Artikel 3 Agrarisch
3.1 Bestemmingsomschrijving
De voor 'Agrarisch' aangewezen gronden zijn bestemd voor agrarische bedrijven zoals bedoeld in 1.9 onder a, b, f, g, h en i.
3.2 Bouwregels
Op deze gronden mag worden gebouwd en gelden de volgende regels:
-
a. gebouwen worden binnen het bouwvlak gebouwd;
-
b. de goothoogte van gebouwen bedraagt ten hoogste de met de aanduiding 'maximale goothoogte (m)' aangegeven goothoogte;
-
c. de bouwhoogte van erfafscheidingen binnen het bouwvlak bedraagt ten hoogste 2 m;
-
d. de bouwhoogte van erfafscheidingen elders bedraagt ten hoogste 1 m;
-
e. de bouwhoogte van overige bouwwerken geen gebouwen zijnde bedraagt ten hoogste 2,5 m.

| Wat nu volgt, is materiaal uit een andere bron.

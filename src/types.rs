//! # Analytics Types
//!
//! $$
//! \mathbf{w}^\*=\arg\max_{\mathbf{w}} \frac{\mathbb E[R_p]-r_f}{\sigma_p}
//! $$
//!
//! Shared enums and result containers for the analytics engine.

/// Value-at-Risk estimation methodologies.
#[derive(Clone, Copy, Debug, PartialEq, Eq)]
pub enum VarMethod {
  /// Empirical percentile of the observed return distribution.
  Historical,
  /// Normal approximation from the sample mean and standard deviation.
  Parametric,
  /// Historical rule applied to simulated normal draws.
  MonteCarlo,
}

impl VarMethod {
  /// Parse a string into a [`VarMethod`].
  pub fn from_str(s: &str) -> Self {
    match s.to_lowercase().as_str() {
      "parametric" | "normal" => Self::Parametric,
      "monte-carlo" | "montecarlo" | "mc" => Self::MonteCarlo,
      _ => Self::Historical,
    }
  }
}

/// Scalar objectives supported by the constrained optimizer.
#[derive(Clone, Copy, Debug, PartialEq, Eq)]
pub enum OptimizationObjective {
  /// Maximize `(expected_return - risk_free) / volatility`.
  MaxSharpe,
  /// Minimize portfolio volatility.
  MinVolatility,
  /// Equalize per-asset risk contributions.
  RiskParity,
  /// Maximize weighted-average vol over portfolio vol.
  MaxDiversification,
}

/// Outcome of a scalar statistic that may be undefined for degenerate input.
///
/// Replaces the silent-zero policy: a dashboard tile can render "N/A" for
/// [`Metric::Invalid`] instead of conflating it with a genuine zero.
#[derive(Clone, Debug, PartialEq)]
pub enum Metric {
  /// A well-defined value.
  Value(f64),
  /// The statistic could not be computed; carries the reason.
  Invalid(String),
}

impl Metric {
  /// The value, if defined.
  pub fn value(&self) -> Option<f64> {
    match self {
      Metric::Value(v) => Some(*v),
      Metric::Invalid(_) => None,
    }
  }

  /// The value, or 0.0 for the legacy fail-soft behavior.
  pub fn value_or_zero(&self) -> f64 {
    self.value().unwrap_or(0.0)
  }

  /// Whether the statistic is defined.
  pub fn is_valid(&self) -> bool {
    matches!(self, Metric::Value(_))
  }
}

/// Outcome of a constrained portfolio optimization.
///
/// `weights` and the portfolio statistics are only meaningful when `success`
/// is true; on failure only `message` is populated.
#[derive(Clone, Debug, Default)]
pub struct OptimizationResult {
  /// Whether the solve converged to a feasible portfolio.
  pub success: bool,
  /// Final portfolio weights (empty on failure).
  pub weights: Vec<f64>,
  /// Model expected portfolio return.
  pub expected_return: f64,
  /// Model portfolio volatility.
  pub volatility: f64,
  /// Sharpe ratio computed as `(expected_return - risk_free) / volatility`.
  pub sharpe_ratio: f64,
  /// Achieved value of the selected objective, in its natural orientation.
  pub objective_value: f64,
  /// Diagnostic message on failure.
  pub message: Option<String>,
}

impl OptimizationResult {
  pub(crate) fn failed(message: impl Into<String>) -> Self {
    Self {
      success: false,
      message: Some(message.into()),
      ..Self::default()
    }
  }
}

/// Optional weight bounds for [`crate::optimize_portfolio`].
///
/// The long-only simplex constraints (weights in `[0, 1]` summing to one) are
/// always enforced; these tighten them.
#[derive(Clone, Debug, Default)]
pub struct WeightBounds {
  /// Upper bound applied to every asset.
  pub max_weight: Option<f64>,
  /// Per-asset lower bounds as `(asset_index, bound)` pairs.
  pub min_weights: Vec<(usize, f64)>,
}

/// Efficient-frontier trace with index-aligned arrays.
///
/// Every array has exactly `num_points` entries; a point whose solve failed
/// holds NaN (and an empty weight vector) so the target grid alignment is
/// preserved.
#[derive(Clone, Debug, Default)]
pub struct EfficientFrontier {
  /// Equally spaced target returns between the min-vol and max-return anchors.
  pub target_returns: Vec<f64>,
  /// Achieved expected return per point (NaN on failed solve).
  pub expected_returns: Vec<f64>,
  /// Achieved volatility per point (NaN on failed solve).
  pub volatilities: Vec<f64>,
  /// Weights per point (empty on failed solve).
  pub weights: Vec<Vec<f64>>,
}

/// Flat per-series risk and performance summary.
#[derive(Clone, Copy, Debug, Default)]
pub struct RiskMetrics {
  /// Historical VaR at 95% confidence.
  pub var_95: f64,
  /// Historical VaR at 99% confidence.
  pub var_99: f64,
  /// Expected shortfall at 95% confidence.
  pub expected_shortfall: f64,
  /// Mean period return scaled by trading days per year.
  pub annualized_return: f64,
  /// Period volatility scaled by the square root of trading days per year.
  pub annualized_volatility: f64,
  /// Annualized Sharpe ratio.
  pub sharpe_ratio: f64,
  /// Largest peak-to-trough loss of the cumulative return path.
  pub max_drawdown: f64,
  /// Regression beta against the market series.
  pub beta: f64,
  /// Annualized CAPM alpha against the market series.
  pub alpha: f64,
  /// Annualized active return over tracking error.
  pub information_ratio: f64,
  /// Annualized standard deviation of active returns.
  pub tracking_error: f64,
}

/// Brinson decomposition of excess return over a benchmark.
#[derive(Clone, Copy, Debug, Default)]
pub struct AttributionResult {
  /// Effect of over/underweighting segments: `sum (wp - wb) * rb`.
  pub allocation_effect: f64,
  /// Effect of security selection within segments: `sum wb * (rp - rb)`.
  pub selection_effect: f64,
  /// Cross term: `sum (wp - wb) * (rp - rb)`.
  pub interaction_effect: f64,
  /// Sum of the three effects, formed additively so the identity is exact.
  pub total_excess_return: f64,
}

/// Volatility decomposition into marginal and component contributions.
#[derive(Clone, Debug, Default)]
pub struct RiskDecomposition {
  /// Portfolio volatility under the supplied weights and covariance.
  pub total_risk: f64,
  /// Fixed 60% share of total risk (illustrative split, not a factor model).
  pub market_risk: f64,
  /// Fixed 20% share of total risk.
  pub credit_risk: f64,
  /// Fixed 15% share of total risk.
  pub liquidity_risk: f64,
  /// Fixed 5% share of total risk.
  pub operational_risk: f64,
  /// Weighted-average asset volatility over portfolio volatility.
  pub diversification_ratio: f64,
  /// Per-asset marginal risk `(Sigma w)_i / sigma_p`.
  pub marginal_contributions: Vec<f64>,
  /// Per-asset component risk `w_i * marginal_i`; sums to `total_risk`.
  pub component_contributions: Vec<f64>,
}

/// A named stress scenario of additive per-asset return shocks.
#[derive(Clone, Debug)]
pub struct StressScenario {
  /// Scenario label.
  pub name: String,
  /// `(asset_index, additive_shock)` pairs; assets not listed are unshocked.
  pub shocks: Vec<(usize, f64)>,
}

/// Cumulative portfolio effect of one stress scenario.
#[derive(Clone, Debug)]
pub struct StressImpact {
  /// Scenario label.
  pub name: String,
  /// Sum of shocked portfolio period returns.
  pub shocked_return: f64,
  /// Shocked cumulative return minus the unshocked one.
  pub impact: f64,
}

/// Trade direction.
#[derive(Clone, Copy, Debug, PartialEq, Eq)]
pub enum TradeAction {
  Buy,
  Sell,
}

/// One rebalancing trade.
#[derive(Clone, Debug)]
pub struct Trade {
  /// Asset index in the weight vectors.
  pub asset_index: usize,
  /// Weight before the trade.
  pub current_weight: f64,
  /// Weight after the trade.
  pub target_weight: f64,
  /// Signed weight change `target - current`.
  pub trade_amount: f64,
  /// `|trade_amount|` times the per-asset cost rate.
  pub trade_cost: f64,
  /// Buy when `trade_amount > 0`, sell otherwise.
  pub action: TradeAction,
}

/// Drift assessment and trade list produced by the rebalancing advisor.
///
/// `trades` is empty exactly when `needs_rebalancing` is false.
#[derive(Clone, Debug, Default)]
pub struct RebalancingPlan {
  /// Whether the maximum drift reached the trigger threshold.
  pub needs_rebalancing: bool,
  /// Largest elementwise `|current - target|`.
  pub max_deviation: f64,
  /// Per-asset trades for deviations at or above the trade threshold.
  pub trades: Vec<Trade>,
  /// Sum of trade costs.
  pub total_transaction_cost: f64,
}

3.3 Afwijken van de bouwregels
Het bevoegd gezag kan bij een omgevingsvergunning afwijken van lid 3.2 onder a voor de bouw van één agrarisch bedrijfsgebouw per agrarisch bedrijf, met inachtneming van de volgende regels:
-
a. de oppervlakte bedraagt ten hoogste 40 m2;
-
b. de goothoogte bedraagt ten hoogste 3,5 m;
-
c. de bouwhoogte bedraagt ten hoogste 6 m;
-
d. het bedrijfsgebouw dient noodzakelijk te zijn voor een doelmatig agrarische bedrijfsvoering.
-
e. de afstand van een gebouw tot de bestemming 'Water-natuur en landschapswaarden' bedraagt ten minste 25 m.
3.4 Wijzigingsbevoegdheid
Het bevoegd gezag kan de gronden met de aanduiding 'Wro-zone - wijzigingsgebied' wijzigen in de bestemmingen 'Maatschappelijk' en 'Groen' met in acht name van de volgende regels:
-
a. de afstand van bebouwing tot de zijdelingse perceelsgrenzen dient ten minste 3 m te bedragen;
-
b. aan de oost en westzijde dient ten minste 10 m als 'Groen' te worden bestemd;
-
c. de afstand van bebouwing tot de Molendijk dient ten minste 60 m te bedragen;
-
d. de bouwhoogte mag ten hoogste 12 m bedragen;
-
e. de voorgevel van het gebouw dient te zijn gericht naar de Molendijk;
-
f. het bebouwingspercentage mag ten hoogste 60% bedragen;
-
g. het brutovloeroppervlak mag ten hoogste 1.000 m2 bedragen;
-
h. de uit de bouw voortkomende extra behoefte aan parkeergelegenheid dient op eigen terrein te worden voorzien;
-
i. de ontsluiting mag niet rechtstreeks op de Molendijk worden aangesloten;
-
j. er mag geen onevenredige afbreuk worden gedaan aan de ingevolge de bestemming gegeven gebruiksmogelijkheden van aangrenzende gronden en bouwwerken;
-
k. de bebouwing en het gebruik van de bestemming Maatschappelijk dient milieuhygiënisch inpasbaar te zijn.